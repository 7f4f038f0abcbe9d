use std::{collections::HashMap, sync::Arc};

use parking_lot::RwLock;
use tracing::debug;

use crate::{
    display::simulate_fix,
    geo::distance_km,
    models::{Airport, Difficulty, Flight},
    rng::GameRng,
};

pub mod airports;

/// Medium difficulty only keeps routes up to this length.
pub const MEDIUM_MAX_ROUTE_KM: f64 = 5000.0;

const AIRPORT_NAME_SUFFIXES: [&str; 5] = [
    " International",
    " Airport",
    " Intl",
    " Regional",
    " Municipal",
];

/// Current flight set plus the static airport reference table.
///
/// The flight set is swapped as a whole `Arc`, so a reader holds either the
/// old or the new snapshot and never a mix of both.
pub struct FlightCatalog {
    flights: RwLock<Arc<Vec<Flight>>>,
    airports: HashMap<String, Airport>,
    rng: Arc<GameRng>,
}

impl FlightCatalog {
    pub fn new(rng: Arc<GameRng>) -> Self {
        Self::with_airports(airports::reference_airports(), rng)
    }

    pub fn with_airports(airports: Vec<Airport>, rng: Arc<GameRng>) -> Self {
        let airports = airports
            .into_iter()
            .map(|airport| (airport.iata.clone(), airport))
            .collect();

        Self {
            flights: RwLock::new(Arc::new(Vec::new())),
            airports,
            rng,
        }
    }

    pub fn snapshot(&self) -> Arc<Vec<Flight>> {
        self.flights.read().clone()
    }

    pub fn len(&self) -> usize {
        self.flights.read().len()
    }

    pub fn is_empty(&self) -> bool {
        self.len() == 0
    }

    pub fn replace(&self, flights: Vec<Flight>) {
        let count = flights.len();
        *self.flights.write() = Arc::new(flights);
        debug!("Flight catalog replaced with {} flights", count);
    }

    pub fn airport(&self, code: &str) -> Option<&Airport> {
        self.airports.get(code)
    }

    /// Reference airports ordered by code.
    pub fn airports(&self) -> Vec<Airport> {
        let mut list: Vec<Airport> = self.airports.values().cloned().collect();
        list.sort_by(|a, b| a.iata.cmp(&b.iata));
        list
    }

    pub fn flights_for(&self, difficulty: Difficulty) -> Vec<Flight> {
        self.snapshot()
            .iter()
            .filter(|flight| matches_difficulty(flight, difficulty))
            .cloned()
            .collect()
    }

    /// `n` flights from the difficulty pool. Empty when the pool is empty.
    pub fn random_sample(&self, difficulty: Difficulty, n: usize) -> Vec<Flight> {
        self.sample_from(self.flights_for(difficulty), n)
    }

    /// Shuffles `pool` and takes `n`, wrapping around when the pool is short.
    pub fn sample_from(&self, mut pool: Vec<Flight>, n: usize) -> Vec<Flight> {
        if pool.is_empty() {
            return Vec::new();
        }
        self.rng.shuffle(&mut pool);
        (0..n).map(|i| pool[i % pool.len()].clone()).collect()
    }

    /// Swaps provider airports for reference entries where the code is known, then
    /// places the flight near its departure with simulated telemetry. Provider
    /// positions are never kept, so the live feed cannot retrace a real route.
    pub fn enrich(&self, flights: Vec<Flight>) -> Vec<Flight> {
        flights
            .into_iter()
            .map(|mut flight| {
                if let Some(airport) = self.airport(&flight.departure.iata) {
                    flight.departure = airport.clone();
                }
                match self.airport(&flight.arrival.iata) {
                    Some(airport) => flight.arrival = airport.clone(),
                    None => {
                        if flight.arrival.city.is_empty() && !flight.arrival.name.is_empty() {
                            flight.arrival.city = city_from_airport_name(&flight.arrival.name);
                        }
                    }
                }
                let fix = simulate_fix(&self.rng, &flight.departure, &flight.arrival);
                flight.latitude = fix.latitude;
                flight.longitude = fix.longitude;
                flight.altitude = fix.altitude;
                flight.speed = fix.speed;
                flight.direction = fix.direction;
                flight.vertical_speed = fix.vertical_speed;
                flight
            })
            .collect()
    }
}

/// Easy needs a known shared country, Medium a known route of at most 5000 km.
pub fn matches_difficulty(flight: &Flight, difficulty: Difficulty) -> bool {
    match difficulty {
        Difficulty::Easy => {
            !flight.departure.country.is_empty()
                && flight.departure.country == flight.arrival.country
        }
        Difficulty::Medium => match (
            flight.departure.coordinates(),
            flight.arrival.coordinates(),
        ) {
            (Some(from), Some(to)) => distance_km(from, to) <= MEDIUM_MAX_ROUTE_KM,
            _ => false,
        },
        Difficulty::Hard => true,
    }
}

/// "Chhatrapati Shivaji International Airport" -> "Chhatrapati Shivaji"
pub fn city_from_airport_name(name: &str) -> String {
    let mut city = name.to_string();
    for suffix in AIRPORT_NAME_SUFFIXES {
        city = city.replace(suffix, "");
    }
    city.trim().to_string()
}

#[cfg(test)]
pub(crate) mod tests {
    use chrono::Utc;

    use super::*;
    use crate::display::DEFAULT_ORIGIN;

    pub(crate) fn flight_between(catalog: &FlightCatalog, id: &str, from: &str, to: &str) -> Flight {
        let departure = catalog
            .airport(from)
            .cloned()
            .unwrap_or_else(|| Airport::unresolved(from));
        let arrival = catalog
            .airport(to)
            .cloned()
            .unwrap_or_else(|| Airport::unresolved(to));
        Flight {
            id: id.to_string(),
            icao24: String::new(),
            callsign: format!("CS{id}"),
            latitude: departure.latitude,
            longitude: departure.longitude,
            altitude: 35000.0,
            speed: 450.0,
            direction: 90.0,
            vertical_speed: 0.0,
            status: "active".to_string(),
            departure,
            arrival,
            aircraft: Default::default(),
            airline: Default::default(),
            flight_number: format!("FN{id}"),
            updated_at: Utc::now(),
        }
    }

    fn catalog() -> FlightCatalog {
        FlightCatalog::new(Arc::new(GameRng::seeded(42)))
    }

    #[test]
    fn difficulty_filters() {
        let catalog = catalog();
        let domestic = flight_between(&catalog, "1", "JFK", "LAX");
        let short_hop = flight_between(&catalog, "2", "LHR", "CDG");
        let long_haul = flight_between(&catalog, "3", "JFK", "SYD");
        catalog.replace(vec![domestic, short_hop, long_haul]);

        let easy: Vec<String> = catalog.flights_for(Difficulty::Easy).into_iter().map(|f| f.id).collect();
        let medium: Vec<String> = catalog.flights_for(Difficulty::Medium).into_iter().map(|f| f.id).collect();
        assert_eq!(easy, vec!["1"]);
        // JFK-LAX is ~3980 km, LHR-CDG ~350 km
        assert_eq!(medium, vec!["1", "2"]);
        assert_eq!(catalog.flights_for(Difficulty::Hard).len(), 3);
    }

    #[test]
    fn blank_countries_are_not_treated_as_domestic() {
        // two airports with no known country would compare equal; Easy rejects them
        let catalog = catalog();
        catalog.replace(vec![flight_between(&catalog, "x", "AAA", "BBB")]);
        assert!(catalog.flights_for(Difficulty::Easy).is_empty());
        assert!(catalog.flights_for(Difficulty::Medium).is_empty());
        assert_eq!(catalog.flights_for(Difficulty::Hard).len(), 1);
    }

    #[test]
    fn sample_pads_short_pool_by_wrapping() {
        let catalog = catalog();
        catalog.replace(vec![
            flight_between(&catalog, "a", "JFK", "LAX"),
            flight_between(&catalog, "b", "SFO", "ORD"),
            flight_between(&catalog, "c", "MIA", "BOS"),
        ]);

        let sample = catalog.random_sample(Difficulty::Easy, 10);
        assert_eq!(sample.len(), 10);
        assert!(sample.iter().all(|f| ["a", "b", "c"].contains(&f.id.as_str())));
        // the first three are a permutation of the pool
        let mut head: Vec<&str> = sample[..3].iter().map(|f| f.id.as_str()).collect();
        head.sort();
        assert_eq!(head, vec!["a", "b", "c"]);
    }

    #[test]
    fn sample_of_empty_pool_is_empty() {
        assert!(catalog().random_sample(Difficulty::Hard, 10).is_empty());
    }

    #[test]
    fn replace_swaps_whole_snapshot() {
        let catalog = catalog();
        catalog.replace(vec![flight_between(&catalog, "old", "JFK", "LAX")]);
        let before = catalog.snapshot();
        catalog.replace(vec![
            flight_between(&catalog, "n1", "JFK", "LAX"),
            flight_between(&catalog, "n2", "JFK", "LAX"),
        ]);
        assert_eq!(before.len(), 1);
        assert_eq!(before[0].id, "old");
        assert_eq!(catalog.len(), 2);
    }

    #[test]
    fn enrich_uses_reference_airports_and_derives_unknown_city() {
        let catalog = catalog();
        let mut raw = flight_between(&catalog, "r", "XXX", "YYY");
        raw.departure = Airport::unresolved("LHR");
        raw.arrival = Airport {
            name: "Springfield Regional Airport".to_string(),
            ..Airport::unresolved("SGF")
        };

        let enriched = catalog.enrich(vec![raw]).remove(0);
        assert_eq!(enriched.departure.city, "London");
        assert_eq!(enriched.arrival.city, "Springfield");
        assert_eq!(enriched.arrival.iata, "SGF");
    }

    #[test]
    fn enrich_replaces_provider_telemetry_near_departure() {
        let catalog = catalog();
        let mut known = flight_between(&catalog, "k", "JFK", "LAX");
        known.latitude = 0.0;
        known.longitude = 0.0;
        known.altitude = 0.0;
        known.speed = 0.0;
        let unknown = flight_between(&catalog, "u", "QQQ", "WWW");

        let enriched = catalog.enrich(vec![known, unknown]);
        for flight in &enriched {
            assert!(flight.latitude != 0.0 || flight.longitude != 0.0);
            assert!((28000.0..=38000.0).contains(&flight.altitude));
            assert!((420.0..=520.0).contains(&flight.speed));
        }

        let jfk = catalog.airport("JFK").unwrap();
        let d_lat = enriched[0].latitude - jfk.latitude;
        let d_lon = enriched[0].longitude - jfk.longitude;
        assert!((d_lat * d_lat + d_lon * d_lon).sqrt() <= 1.0 + 1e-9);

        let d_lat = enriched[1].latitude - DEFAULT_ORIGIN.latitude;
        let d_lon = enriched[1].longitude - DEFAULT_ORIGIN.longitude;
        assert!((d_lat * d_lat + d_lon * d_lon).sqrt() <= 1.0 + 1e-9);
    }

    #[test]
    fn city_from_name_strips_suffixes() {
        assert_eq!(city_from_airport_name("Denver International Airport"), "Denver");
        assert_eq!(city_from_airport_name("Boise Municipal"), "Boise");
        assert_eq!(city_from_airport_name("Lisbon"), "Lisbon");
    }
}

▶ [What you have to do] Go through the data above and copy each line that holds the word "format".

▶ [Output for this task]
            callsign: format!("CS{id}"),
            flight_number: format!("FN{id}"),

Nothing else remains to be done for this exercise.